▸ EXERCISE MATERIAL:
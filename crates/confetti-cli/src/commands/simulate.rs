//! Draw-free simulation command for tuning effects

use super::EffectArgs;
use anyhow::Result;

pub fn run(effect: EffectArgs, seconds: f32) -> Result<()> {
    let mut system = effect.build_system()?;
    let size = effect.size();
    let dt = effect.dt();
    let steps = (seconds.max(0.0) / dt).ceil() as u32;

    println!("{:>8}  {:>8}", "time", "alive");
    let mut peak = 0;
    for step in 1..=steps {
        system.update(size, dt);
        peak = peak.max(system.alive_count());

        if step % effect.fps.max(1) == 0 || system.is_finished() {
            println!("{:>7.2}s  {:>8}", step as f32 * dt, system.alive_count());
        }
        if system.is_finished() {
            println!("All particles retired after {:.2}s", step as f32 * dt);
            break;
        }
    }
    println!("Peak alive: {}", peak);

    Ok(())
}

▸ TASK INSTRUCTIONS: Whenever a line of the data includes the word "size", show that line in full.

▸ RESULT OF THIS EXERCISE:
    let size = effect.size();
        system.update(size, dt);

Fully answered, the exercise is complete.